About half the students who enter postsecondary education in Ontario start in a college. Few of them are able to attain a baccalaureate degree, by my estimate about two out of a hundred college entrants. The barriers that prevent college students from obtaining a degree constitute a major bottleneck for educational attainment in Ontario. And it is a bottleneck that disproportionately hits people in the most vulnerable groups. For example, the participation rate of indigenous people in Ontario colleges is more than double their participation rate in universities; and large differences in participation rates between sectors exist also for lower income groups, people with disabilities, single parents and people in rural areas.
Many countries have addressed the twin problems of lagging baccalaureate attainment rates and inequality of opportunity by empowering institutions in their non-university sectors to become major providers of baccalaureate degree education (see my recent paper that compares degree-granting by colleges in Canada and other jurisdictions). For example, in the Netherlands, which is tied for third internationally in baccalaureate degree attainment, the hogescholen account for twice as many baccalaureate degrees as the universities.
The motives for this type of reform in Europe were to make the postsecondary systems more efficient; to increase the knowledge and skills of the workforce; and to broaden opportunity for study at the baccalaureate level by increasing access for groups that had been underserved by universities, including students from the vocational and general streams in the secondary schools. This doesn’t mean that only students from these streams enroll in college degree programs; in Germany, more than half the applicants to bachelor’s programs in the fachhochschulen are from the pre-university stream.

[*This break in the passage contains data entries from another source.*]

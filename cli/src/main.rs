use anyhow::{bail, Context, Result};
use clap::{Parser, Subcommand};
use std::path::PathBuf;
use steelsoul_cli::autopilot::{auto_equip, AutoPilot};
use steelsoul_cli::{load_game_data, render};
use steelsoul_engine::{
    logging, AdventureRun, AdventureStats, Battle, Dice, GameConfig, GameData, Gear, Health, Player,
    SaveStore,
};
use tracing::info;

#[derive(Subcommand)]
enum Cmd {
    /// List every equipment template and monster in the game data
    Catalog,
    /// Create a fresh player holding the starter kit
    NewGame {
        #[arg(long, default_value_t = 1)]
        slot: u32,
        #[arg(long)]
        name: String,
        /// Overwrite an occupied slot
        #[arg(long, default_value_t = false)]
        force: bool,
    },
    /// List save slots
    Slots {
        /// Print slot summaries as JSON
        #[arg(long, default_value_t = false)]
        json: bool,
    },
    /// Show banked EXP, inventory and loadout
    Show {
        #[arg(long, default_value_t = 1)]
        slot: u32,
    },
    /// Equip the inventory item at the given index (armor or weapon)
    Equip {
        #[arg(long, default_value_t = 1)]
        slot: u32,
        #[arg(long)]
        item: usize,
    },
    /// Take off the weapon at a loadout position, or the armor (and with it every weapon)
    Unequip {
        #[arg(long, default_value_t = 1)]
        slot: u32,
        #[arg(long, conflicts_with = "armor")]
        weapon: Option<usize>,
        #[arg(long, default_value_t = false)]
        armor: bool,
    },
    /// Level up an inventory item with banked EXP
    Upgrade {
        #[arg(long, default_value_t = 1)]
        slot: u32,
        #[arg(long)]
        item: usize,
    },
    /// Throw away an unequipped inventory item
    Discard {
        #[arg(long, default_value_t = 1)]
        slot: u32,
        #[arg(long)]
        item: usize,
    },
    /// Show the base shop; optionally reroll it or buy an offer
    Shop {
        #[arg(long, default_value_t = 1)]
        slot: u32,
        /// Offer index to buy
        #[arg(long)]
        buy: Option<usize>,
        /// Pay the reroll fee for a fresh set of offers
        #[arg(long, default_value_t = false)]
        reroll: bool,
    },
    /// Practice fight against one random monster; nothing is saved
    Fight {
        #[arg(long, default_value_t = 1)]
        slot: u32,
        #[arg(long, default_value_t = 0)]
        difficulty: u32,
    },
    /// Play an adventure run with the autopilot and bank the result
    Adventure {
        #[arg(long, default_value_t = 1)]
        slot: u32,
        /// Return to base after this many checkpoints
        #[arg(long, default_value_t = 3)]
        max_checkpoints: u32,
        /// EXP the autopilot keeps back from upgrades
        #[arg(long, default_value_t = 0)]
        reserve: i32,
        /// Print every battle transcript line
        #[arg(long, default_value_t = false)]
        transcripts: bool,
        /// Leave the save slot untouched
        #[arg(long, default_value_t = false)]
        no_save: bool,
    },
}

#[derive(Parser)]
#[command(name = "steelsoul")]
#[command(about = "Steel Soul command-line harness")]
struct Cli {
    /// Config file (.json, .yaml or .yml)
    #[arg(long, global = true)]
    config: Option<PathBuf>,
    /// Game data file; overrides the config
    #[arg(long, global = true)]
    data: Option<PathBuf>,
    /// Save directory; overrides the config
    #[arg(long, global = true)]
    save_dir: Option<PathBuf>,
    /// RNG seed for determinism; overrides the config
    #[arg(long, global = true)]
    seed: Option<u64>,
    /// Log verbosity (-v info, -vv debug, -vvv trace)
    #[arg(short, long, global = true, action = clap::ArgAction::Count)]
    verbose: u8,
    #[command(subcommand)]
    cmd: Cmd,
}

struct Session {
    config: GameConfig,
    data: GameData,
    store: SaveStore,
    dice: Dice,
}

impl Session {
    fn open(cli: &Cli) -> Result<Self> {
        let mut config = match &cli.config {
            Some(path) => GameConfig::load(path)?,
            None => GameConfig::default(),
        };
        if let Some(data) = &cli.data {
            config.data_file = Some(data.clone());
        }
        if let Some(dir) = &cli.save_dir {
            config.save_dir = dir.clone();
        }
        if cli.seed.is_some() {
            config.seed = cli.seed;
        }
        let data = load_game_data(&config)?;
        let store = SaveStore::new(&config.save_dir, config.slot_count);
        let dice = match config.seed {
            Some(seed) => Dice::from_seed(seed),
            None => Dice::from_entropy(),
        };
        Ok(Self { config, data, store, dice })
    }

    fn load_player(&self, slot: u32) -> Result<Player> {
        match self.store.load_slot(slot, &self.data.catalog)? {
            Some(player) => Ok(player),
            None => bail!(
                "save slot {} is empty; run `steelsoul new-game --slot {} --name <NAME>` first",
                slot,
                slot
            ),
        }
    }
}

fn print_player(player: &Player) {
    println!("{} | banked EXP {}", player.name, player.exp);
    println!("inventory:");
    for line in render::inventory_lines(player) {
        println!("  {}", line);
    }
    for line in render::loadout_lines(player) {
        println!("{}", line);
    }
}

fn main() -> Result<()> {
    let cli = Cli::parse();
    logging::init(cli.verbose);
    let mut session = Session::open(&cli)?;

    match cli.cmd {
        Cmd::Catalog => {
            println!("equipment:");
            for item in session.data.catalog.iter() {
                println!("  {} {} {}", item.template_id(), item, item.describe());
            }
            println!("monsters:");
            for m in session.data.bestiary.monsters() {
                println!("  {} {} HP {} ATK {} EXP {}", m.id, m.name, m.hp, m.atk, m.exp);
            }
        }
        Cmd::NewGame { slot, name, force } => {
            session.store.initialize_slots()?;
            if !force && !session.store.is_slot_empty(slot)? {
                bail!("save slot {} is in use (pass --force to overwrite)", slot);
            }
            let name = name.trim();
            if name.is_empty() {
                bail!("player name must not be blank");
            }
            let mut player =
                Player::with_starter_kit(name, &session.data.catalog, &session.config.starter_kit);
            let weapons = auto_equip(&mut player);
            session.store.save_slot(slot, &player)?;
            // a stale shop file belongs to the previous player
            session.store.save_shops(slot, &Default::default())?;
            info!(slot, weapons, "new game created");
            println!(
                "created {} in slot {} with {} items",
                player.name,
                slot,
                player.inventory.len()
            );
        }
        Cmd::Slots { json } => {
            let summaries = session.store.slot_summaries();
            if json {
                println!("{}", serde_json::to_string_pretty(&summaries)?);
            } else {
                for s in summaries {
                    match s.player_name {
                        Some(name) => println!(
                            "slot {}: {} | EXP {} | {} items",
                            s.slot, name, s.exp, s.item_count
                        ),
                        None => println!("slot {}: empty", s.slot),
                    }
                }
            }
        }
        Cmd::Show { slot } => {
            let player = session.load_player(slot)?;
            print_player(&player);
        }
        Cmd::Equip { slot, item } => {
            let mut player = session.load_player(slot)?;
            let key = render::key_at(&player, item)?;
            let is_armor = player.inventory.armor(key).is_some();
            if is_armor {
                player.equip_armor(key)?;
            } else {
                player.equip_weapon(key)?;
            }
            session.store.save_slot(slot, &player)?;
            print_player(&player);
        }
        Cmd::Unequip { slot, weapon, armor } => {
            let mut player = session.load_player(slot)?;
            match (weapon, armor) {
                (Some(index), _) => {
                    player.unequip_weapon(index)?;
                }
                (None, true) => {
                    if player.unequip_armor().is_none() {
                        bail!("no armor is equipped");
                    }
                }
                (None, false) => bail!("pass --weapon <POSITION> or --armor"),
            }
            session.store.save_slot(slot, &player)?;
            print_player(&player);
        }
        Cmd::Upgrade { slot, item } => {
            let mut player = session.load_player(slot)?;
            let key = render::key_at(&player, item)?;
            let receipt = player.upgrade(key)?;
            session.store.save_slot(slot, &player)?;
            println!(
                "{} is now level {} (-{} EXP, {} left)",
                receipt.name, receipt.new_level, receipt.cost, player.exp
            );
        }
        Cmd::Discard { slot, item } => {
            let mut player = session.load_player(slot)?;
            let key = render::key_at(&player, item)?;
            let dropped = player.discard(key)?;
            session.store.save_slot(slot, &player)?;
            println!("discarded {}", dropped);
        }
        Cmd::Shop { slot, buy, reroll } => {
            let mut player = session.load_player(slot)?;
            let mut shops = session.store.load_shops(slot, &session.data.catalog)?;
            let catalog = &session.data.catalog;
            shops.base.refresh_if_needed(catalog, &mut session.dice);
            if reroll {
                let fee = shops.base.reroll(catalog, &mut session.dice, &mut player.exp)?;
                println!("rerolled for {} EXP", fee);
            }
            if let Some(index) = buy {
                let key = shops.base.purchase(index, &mut player.exp, &mut player.inventory)?;
                let bought = player.inventory.get(key).map(|i| i.to_string()).unwrap_or_default();
                println!("bought {}", bought);
            }
            session.store.save_slot(slot, &player)?;
            session.store.save_shops(slot, &shops)?;
            println!("banked EXP {} | reroll fee {}", player.exp, shops.base.reroll_fee());
            for (i, offer) in shops.base.offers().iter().enumerate() {
                println!("{}", render::offer_line(i, offer));
            }
        }
        Cmd::Fight { slot, difficulty } => {
            let player = session.load_player(slot)?;
            let gear = Gear::from_loadout(&player.loadout, &player.inventory);
            let mut health = Health::new(player.max_hp(session.config.default_max_hp));
            let mut stats = AdventureStats::new();
            let battle = Battle::engage(&session.data.bestiary, difficulty, &mut session.dice)?;
            let report = battle.run(&gear, &mut health, &mut stats, &mut session.dice);
            for line in &report.log {
                println!("{}", line);
            }
            println!(
                "{:?} after {} rounds | HP {}/{} | EXP that would be earned: {}",
                report.outcome, report.rounds, health.hp, health.max_hp, report.exp_reward
            );
        }
        Cmd::Adventure { slot, max_checkpoints, reserve, transcripts, no_save } => {
            let mut player = session.load_player(slot)?;
            let mut shops = session.store.load_shops(slot, &session.data.catalog)?;
            let settings = session.config.run_settings();
            let mut pilot = AutoPilot::new(max_checkpoints);
            pilot.reserve = reserve;
            pilot.verbose = true;
            pilot.transcripts = transcripts;

            let summary = {
                let data = &session.data;
                let mut run =
                    AdventureRun::start(&mut player, &data.bestiary, &mut session.dice, settings)?
                        .with_checkpoint_shop(&mut shops.checkpoint, &data.catalog);
                println!("{}", render::status_line(&run.status()));
                run.drive(&mut pilot)?
            };
            for line in render::summary_lines(&summary) {
                println!("{}", line);
            }

            if no_save {
                println!("(not saved)");
            } else {
                shops.base.mark_needs_refresh();
                session.store.save_slot(slot, &player).context("failed to bank the run")?;
                session.store.save_shops(slot, &shops)?;
            }
        }
    }
    Ok(())
}
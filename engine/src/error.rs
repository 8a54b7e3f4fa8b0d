use thiserror::Error;

use crate::adventure::RunPhase;
use crate::equipment::EquipmentKind;
use crate::inventory::ItemKey;

/// A rejected player action. Whatever raised it left the game state untouched.
#[derive(Debug, Clone, PartialEq, Eq, Error)]
pub enum GameError {
    #[error("no item {0} in the inventory")]
    UnknownItem(ItemKey),
    #[error("no catalog template with id {0}")]
    UnknownTemplate(i32),
    #[error("{name} is already at max level {level}")]
    MaxLevel { name: String, level: u8 },
    #[error("not enough EXP: need {needed}, have {available}")]
    InsufficientExp { needed: i32, available: i32 },
    #[error("over capacity: total weight {weight} exceeds capacity {capacity}")]
    OverCapacity { weight: i32, capacity: i32 },
    #[error("item {key} is not {expected}")]
    WrongKind { key: ItemKey, expected: EquipmentKind },
    #[error("item {0} is already equipped")]
    AlreadyEquipped(ItemKey),
    #[error("item {0} is equipped and cannot be removed")]
    ItemInUse(ItemKey),
    #[error("equip an armor before equipping weapons")]
    ArmorRequired,
    #[error("selection {index} out of range (0..{len})")]
    InvalidSelection { index: usize, len: usize },
    #[error("action not allowed while the run is {0:?}")]
    WrongPhase(RunPhase),
    #[error("no monster data loaded")]
    NoMonsters,
    #[error("no shop is open here")]
    NoShop,
}
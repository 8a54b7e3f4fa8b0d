use anyhow::Result;

use crate::catalog::GameData;

/// Game data bundled into the binary, used when no data file is configured.
pub const GAMEDATA_JSON: &str = include_str!("../content/gamedata.json");

pub fn builtin_gamedata() -> Result<GameData> {
    GameData::from_json_str(GAMEDATA_JSON)
}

Ontario gave the colleges limited authority to award degrees in 2000, but this was done in such a way as to minimize its impact. No additional funding was provided for degree programs; limits were placed on the number of degree programs a college may offer; applications to mount a degree program normally take more than two years to be approved, and colleges are still prohibited from awarding degrees in some applied fields of study, most notably nursing. But the biggest restriction is that, unlike the situation in most other countries, colleges may admit to their degree programs only students who meet university admission requirements.
In addition, Ontario’s requirements for faculty who teach in applied degree programs in the colleges work against hiring individuals who have the necessary professional experience for preparing students for their field of practice. As a consequence of these restrictions, 15 years after the legislation for colleges to award degrees was enacted, colleges account for only about 2 per cent of all baccalaureate degrees in the province. By contrast, 18 years after a similar reform was made in Finland, over 60 per cent of the baccalaureate degrees in Finland were awarded by institutions that are comparable to our colleges.
The attractiveness of the colleges to university students in Ontario is indicated by the fact that as of the latest year for which data are available, 8.5% of college students were university graduates and another 8.0% had previously attended a university. Substantially increasing the proportion of baccalaureate degrees in Ontario that is awarded by colleges would make our postsecondary system more sustainable and enable the universities to concentrate more on their intellectual, advanced studies, and research functions. It would also increase opportunity for study at the baccalaureate degree level, particularly for those who have been underserved by universities, and those who prefer a more applied type of postsecondary education and a more teaching-centered learning environment.
Reaching the percentages of baccalaureate degrees awarded by colleges in the Netherlands or Finland (or Germany, or Denmark, or Ireland) may be unrealistic for Ontario, but why not remove the restrictions on the colleges in regard to offering baccalaureate programs, and set a target close to the figure for New Zealand: say, “20 in 25”, that by 2025, 20% of baccalaureate degrees should be awarded by colleges?